Americans could face jail time, criminal charges, and fines if they break quarantine or isolation, according to the CDC.
Federal, local, and state health officials have quarantine and isolation enforcement power within state borders.
While lawful quarantine and isolation measures can be implemented, they are rarely enforced.
Around the United States, people are being told to go into quarantine to help halt the spread of the novel coronavirus.
It's a new experience. If a state tells you to enter quarantine, what will happen if you don't? The father of a coronavirus patient in Missouri apparently broke the family's quarantine to take his other daughter to a school dance, leading officials to warn that they could be quarantined "by the force of law."

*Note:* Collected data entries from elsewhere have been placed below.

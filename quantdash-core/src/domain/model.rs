//! ML model listing DTOs.

use chrono::{DateTime, Utc};
use serde::{Deserialize, Serialize};

#[derive(Debug, Clone, Copy, PartialEq, Eq, Serialize, Deserialize)]
#[serde(rename_all = "snake_case")]
pub enum ModelStatus {
    Training,
    Ready,
    Failed,
    Archived,
}

#[derive(Debug, Clone, Copy, Default, PartialEq, Serialize, Deserialize)]
pub struct ModelMetrics {
    pub accuracy: f64,
    pub precision: f64,
    pub recall: f64,
    pub f1: f64,
}

impl ModelMetrics {
    /// F1 recomputed from precision and recall (0 when both are 0).
    pub fn derived_f1(&self) -> f64 {
        let denom = self.precision + self.recall;
        if denom == 0.0 {
            0.0
        } else {
            2.0 * self.precision * self.recall / denom
        }
    }
}

#[derive(Debug, Clone, PartialEq, Serialize, Deserialize)]
pub struct MlModel {
    pub version: String,
    pub model_type: String,
    pub status: ModelStatus,
    #[serde(default)]
    pub metrics: ModelMetrics,
    #[serde(default)]
    pub features: Vec<String>,
    #[serde(default, skip_serializing_if = "Option::is_none")]
    pub trained_at: Option<DateTime<Utc>>,
}

/// Payload for `POST /ml/models/train`.
#[derive(Debug, Clone, PartialEq, Serialize, Deserialize)]
pub struct TrainModelRequest {
    pub model_type: String,
    pub symbols: Vec<String>,
    pub features: Vec<String>,
    pub lookback_days: u32,
}

/// Pick the best ready model by F1, ties broken by accuracy.
pub fn best_model(models: &[MlModel]) -> Option<&MlModel> {
    models
        .iter()
        .filter(|m| m.status == ModelStatus::Ready)
        .max_by(|a, b| {
            a.metrics
                .f1
                .total_cmp(&b.metrics.f1)
                .then(a.metrics.accuracy.total_cmp(&b.metrics.accuracy))
        })
}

It's not an idle threat. Depending on state and local statutes, individuals could face fines, criminal charges, and even jail time for breaking quarantines.
There's a difference between "self-quarantine" and a legally enforced quarantine order
According to the Center for Disease Control and Prevention, "federal, state, or local public health orders may be issued to enforce isolation, quarantine or conditional release."
COVID-19 mainly spreads from person-to-person through close contact (about 6 feet) and through respiratory droplets released when an infected person coughs or sneezes, according to the CDC. For this reason, health officials have recommended various isolation and quarantine measures for people who could be infected with the coronavirus.
While "isolation" refers to the separation of someone who is "reasonably believed to be infected with a communicable disease and potentially infectious," the CDC clarifies that "quarantine" in general means the separation of individuals or groups who are "reasonably believed to have been exposed to a communicable disease but not yet symptomatic."
Recommendations of "self-quarantine" or "self-isolation" are voluntary, however, isolation and quarantine measures can be legally enforced.
Because state and local governments are primarily responsible for maintaining public health and controlling the spread of diseases within state borders, many have laws authorizing quarantine and isolation, usually through the state's health authority.
Another page on CDC's website adds: "Public health authorities at the federal, state, local, and tribal levels may sometimes seek help from police or other law enforcement officers to enforce a public health order."
However, the CDC only recommends taking such measures with individuals who have a high risk of exposure to the disease, which includes people who have traveled to the Hubei Province in China or live with or provide care to a patient that has tested positive for COVID-19 "without using recommended precautions."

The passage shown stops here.